WHAT IS EXPECTED: Below are some records; output exactly the lines from the line with "until it expires." to the line with "is still running.", both ends kept, and nothing more.

PROVIDED DATA:
----------------

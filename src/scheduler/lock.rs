//! Lease-based advisory lock for cluster-global tasks.
//!
//! Each global task owns one row in `task_locks`. A node holds the lease while
//! its `acquired_at` is younger than the lease window; after that any node may
//! take it over. There is no failure detector: a crashed holder's lease simply
//! ages out.
//!
//! Every write is a single guarded statement. Acquisition is an upsert whose
//! update only applies when the lease is free, expired, or already ours, and
//! the outcome is decided by re-reading the row afterwards.

use std::sync::Arc;

use chrono::{DateTime, Duration, Utc};
use rusqlite::{params, OptionalExtension};
use serde::Serialize;
use tracing::{debug, warn};

use crate::error::Result;
use crate::storage::{format_ts, opt_ts_column, with_conn, Pool};

/// Default lease window.
pub const DEFAULT_LEASE_WINDOW_SECS: i64 = 300;

/// One row of `task_locks`.
#[derive(Debug, Clone, PartialEq, Eq, Serialize)]
pub struct LockRecord {
    pub task_name: String,
    pub holder: Option<String>,
    pub acquired_at: Option<DateTime<Utc>>,
    pub enabled: bool,
}

impl LockRecord {
    /// Whether some node holds an unexpired lease at `now`.
    pub fn is_held(&self, now: DateTime<Utc>, lease: Duration) -> bool {
        match (&self.holder, self.acquired_at) {
            (Some(_), Some(at)) => at >= now - lease,
            _ => false,
        }
    }
}

/// Mutual exclusion for global tasks.
///
/// The engine only relies on `acquire` / `release` and treats an `Err` from
/// `acquire` as "not acquired", so a stronger lock manager can be dropped in
/// behind this trait.
#[async_trait::async_trait]
pub trait LeaseLock: Send + Sync {
    /// Try to take or refresh the lease on `task` for `node`.
    ///
    /// `Ok(false)` is the normal outcome when another node holds the lease.
    async fn acquire(
        &self,
        task: &str,
        node: &str,
        now: DateTime<Utc>,
        lease: Duration,
    ) -> Result<bool>;

    /// Give up the lease if `node` still holds it. Returns whether a row changed.
    async fn release(&self, task: &str, node: &str) -> Result<bool>;

    async fn get(&self, task: &str) -> Result<Option<LockRecord>>;

    /// Cluster-wide switch: no node can acquire a disabled lease.
    async fn set_enabled(&self, task: &str, enabled: bool) -> Result<()>;

    async fn list(&self) -> Result<Vec<LockRecord>>;
}

/// [`LeaseLock`] backed by the shared SQLite database.
#[derive(Clone)]
pub struct SqliteLeaseLock {
    pool: Pool,
}

impl SqliteLeaseLock {
    pub fn new(pool: Pool) -> Self {
        Self { pool }
    }
}

fn lock_from_row(row: &rusqlite::Row<'_>) -> rusqlite::Result<LockRecord> {
    Ok(LockRecord {
        task_name: row.get(0)?,
        holder: row.get(1)?,
        acquired_at: opt_ts_column(row, 2)?,
        enabled: row.get::<_, i64>(3)? != 0,
    })
}

#[async_trait::async_trait]
impl LeaseLock for SqliteLeaseLock {
    async fn acquire(
        &self,
        task: &str,
        node: &str,
        now: DateTime<Utc>,
        lease: Duration,
    ) -> Result<bool> {
        let task = task.to_string();
        let node = node.to_string();
        let now_str = format_ts(now);
        let expired_before = format_ts(now - lease);

        with_conn(&self.pool, move |conn| {
            conn.execute(
                "INSERT INTO task_locks (task_name, holder, acquired_at, enabled)
                 VALUES (?1, ?2, ?3, 1)
                 ON CONFLICT(task_name) DO UPDATE SET
                    holder = excluded.holder,
                    acquired_at = excluded.acquired_at
                 WHERE task_locks.enabled = 1
                   AND (task_locks.holder IS NULL
                        OR task_locks.acquired_at IS NULL
                        OR task_locks.acquired_at < ?4
                        OR task_locks.holder = excluded.holder)",
                params![task, node, now_str, expired_before],
            )?;

            // Decide on what is stored, not on whether our write applied.
            let current: Option<(Option<String>, i64)> = conn
                .query_row(
                    "SELECT holder, enabled FROM task_locks WHERE task_name = ?1",
                    params![task],
                    |row| Ok((row.get(0)?, row.get(1)?)),
                )
                .optional()?;

            let acquired = matches!(
                current,
                Some((Some(ref holder), enabled)) if *holder == node && enabled != 0
            );
            debug!(task = %task, node = %node, acquired, "lease acquisition attempt");
            Ok(acquired)
        })
        .await
    }

    async fn release(&self, task: &str, node: &str) -> Result<bool> {
        let task = task.to_string();
        let node = node.to_string();
        with_conn(&self.pool, move |conn| {
            let changed = conn.execute(
                "UPDATE task_locks SET holder = NULL, acquired_at = NULL
                 WHERE task_name = ?1 AND holder = ?2",
                params![task, node],
            )?;
            if changed == 0 {
                debug!(task = %task, node = %node, "release skipped: lease not held by this node");
            }
            Ok(changed > 0)
        })
        .await
    }

    async fn get(&self, task: &str) -> Result<Option<LockRecord>> {
        let task = task.to_string();
        with_conn(&self.pool, move |conn| {
            Ok(conn
                .query_row(
                    "SELECT task_name, holder, acquired_at, enabled FROM task_locks
                     WHERE task_name = ?1",
                    params![task],
                    lock_from_row,
                )
                .optional()?)
        })
        .await
    }

    async fn set_enabled(&self, task: &str, enabled: bool) -> Result<()> {
        let task = task.to_string();
        with_conn(&self.pool, move |conn| {
            conn.execute(
                "INSERT INTO task_locks (task_name, enabled) VALUES (?1, ?2)
                 ON CONFLICT(task_name) DO UPDATE SET enabled = excluded.enabled",
                params![task, enabled as i64],
            )?;
            Ok(())
        })
        .await
    }

    async fn list(&self) -> Result<Vec<LockRecord>> {
        with_conn(&self.pool, |conn| {
            let mut stmt = conn.prepare(
                "SELECT task_name, holder, acquired_at, enabled FROM task_locks
                 ORDER BY task_name",
            )?;
            let rows = stmt
                .query_map([], lock_from_row)?
                .collect::<rusqlite::Result<Vec<_>>>()?;
            Ok(rows)
        })
        .await
    }
}

/// Releases a held lease when dropped.
///
/// The engine calls [`LeaseGuard::release`] explicitly. If that point is never
/// reached (the run future was dropped mid-flight), `Drop` hands the release
/// to the runtime so the lease is not kept until it expires.
pub(crate) struct LeaseGuard {
    lock: Arc<dyn LeaseLock>,
    task: String,
    node: String,
    released: bool,
}

impl LeaseGuard {
    pub fn new(lock: Arc<dyn LeaseLock>, task: &str, node: &str) -> Self {
        Self {
            lock,
            task: task.to_string(),
            node: node.to_string(),
            released: false,
        }
    }

    /// Refresh the lease while the task is still running.
    pub async fn refresh(&self, now: DateTime<Utc>, lease: Duration) -> bool {
        match self.lock.acquire(&self.task, &self.node, now, lease).await {
            Ok(true) => true,
            Ok(false) => {
                warn!(task = %self.task, node = %self.node, "lease lost while running");
                false
            }
            Err(e) => {
                warn!(task = %self.task, node = %self.node, error = %e, "lease refresh failed");
                false
            }
        }
    }

    pub async fn release(mut self) {
        self.released = true;
        if let Err(e) = self.lock.release(&self.task, &self.node).await {
            warn!(task = %self.task, node = %self.node, error = %e, "failed to release lease");
        }
    }
}

impl Drop for LeaseGuard {
    fn drop(&mut self) {
        if self.released {
            return;
        }
        let lock = self.lock.clone();
        let task = std::mem::take(&mut self.task);
        let node = std::mem::take(&mut self.node);
        match tokio::runtime::Handle::try_current() {
            Ok(handle) => {
                handle.spawn(async move {
                    if let Err(e) = lock.release(&task, &node).await {
                        warn!(task = %task, node = %node, error = %e, "deferred lease release failed");
                    }
                });
            }
            Err(_) => {
                warn!(task = %task, node = %node, "no runtime to release lease; it will expire");
            }
        }
    }
}
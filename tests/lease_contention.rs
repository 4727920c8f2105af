//! Several nodes, each with its own connection pool on one database file,
//! race to acquire the same lease at the same instant.

use std::sync::Arc;

use anyhow::Result;
use chrono::{Duration, Utc};
use futures::future::join_all;
use tokio::sync::Barrier;

use clustercron::scheduler::{LeaseLock, SqliteLeaseLock, DEFAULT_LEASE_WINDOW_SECS};
use clustercron::storage::open_pool;

const NODES: usize = 6;
const ROUNDS: usize = 50;

#[tokio::test(flavor = "multi_thread", worker_threads = 4)]
async fn test_simultaneous_acquire_has_exactly_one_winner() -> Result<()> {
    let dir = tempfile::tempdir()?;
    let db = dir.path().join("cluster.db");
    let db = db.to_string_lossy();

    let locks: Vec<Arc<SqliteLeaseLock>> = (0..NODES)
        .map(|_| open_pool(&db).map(|pool| Arc::new(SqliteLeaseLock::new(pool))))
        .collect::<Result<_, _>>()?;
    let lease = Duration::seconds(DEFAULT_LEASE_WINDOW_SECS);

    for round in 0..ROUNDS {
        let task = format!("backup-{round}");
        let now = Utc::now();
        let barrier = Arc::new(Barrier::new(NODES));

        let attempts = locks.iter().enumerate().map(|(i, lock)| {
            let (lock, barrier, task) = (lock.clone(), barrier.clone(), task.clone());
            tokio::spawn(async move {
                let node = format!("node-{i}");
                barrier.wait().await;
                let won = lock.acquire(&task, &node, now, lease).await?;
                Ok::<_, clustercron::SchedulerError>((node, won))
            })
        });

        let mut winners = Vec::new();
        for joined in join_all(attempts).await {
            let (node, won) = joined??;
            if won {
                winners.push(node);
            }
        }
        assert_eq!(winners.len(), 1, "round {round}: winners {winners:?}");

        let record = locks[0].get(&task).await?.expect("lease row exists");
        assert_eq!(record.holder.as_ref(), Some(&winners[0]), "round {round}");
    }
    Ok(())
}

#[tokio::test(flavor = "multi_thread", worker_threads = 4)]
async fn test_expired_lease_is_taken_by_exactly_one_node() -> Result<()> {
    let dir = tempfile::tempdir()?;
    let db = dir.path().join("cluster.db");
    let db = db.to_string_lossy();

    let locks: Vec<Arc<SqliteLeaseLock>> = (0..NODES)
        .map(|_| open_pool(&db).map(|pool| Arc::new(SqliteLeaseLock::new(pool))))
        .collect::<Result<_, _>>()?;
    let lease = Duration::seconds(DEFAULT_LEASE_WINDOW_SECS);

    // A crashed node left a lease that has since aged out.
    let stale = Utc::now() - lease - Duration::seconds(1);
    assert!(locks[0].acquire("report", "crashed", stale, lease).await?);

    let now = Utc::now();
    let barrier = Arc::new(Barrier::new(NODES));
    let attempts = locks.iter().enumerate().map(|(i, lock)| {
        let (lock, barrier) = (lock.clone(), barrier.clone());
        tokio::spawn(async move {
            barrier.wait().await;
            lock.acquire("report", &format!("node-{i}"), now, lease).await
        })
    });

    let mut won = 0;
    for joined in join_all(attempts).await {
        if joined?? {
            won += 1;
        }
    }
    assert_eq!(won, 1);

    let holder = locks[0].get("report").await?.and_then(|r| r.holder);
    assert!(holder.is_some_and(|h| h.starts_with("node-")));
    Ok(())
}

----------------

RESPONSE AREA:
/// to the runtime so the lease is not kept until it expires.
pub(crate) struct LeaseGuard {
    lock: Arc<dyn LeaseLock>,
    task: String,
    node: String,
    released: bool,
}

impl LeaseGuard {
    pub fn new(lock: Arc<dyn LeaseLock>, task: &str, node: &str) -> Self {
        Self {
            lock,
            task: task.to_string(),
            node: node.to_string(),
            released: false,
        }
    }

    /// Refresh the lease while the task is still running.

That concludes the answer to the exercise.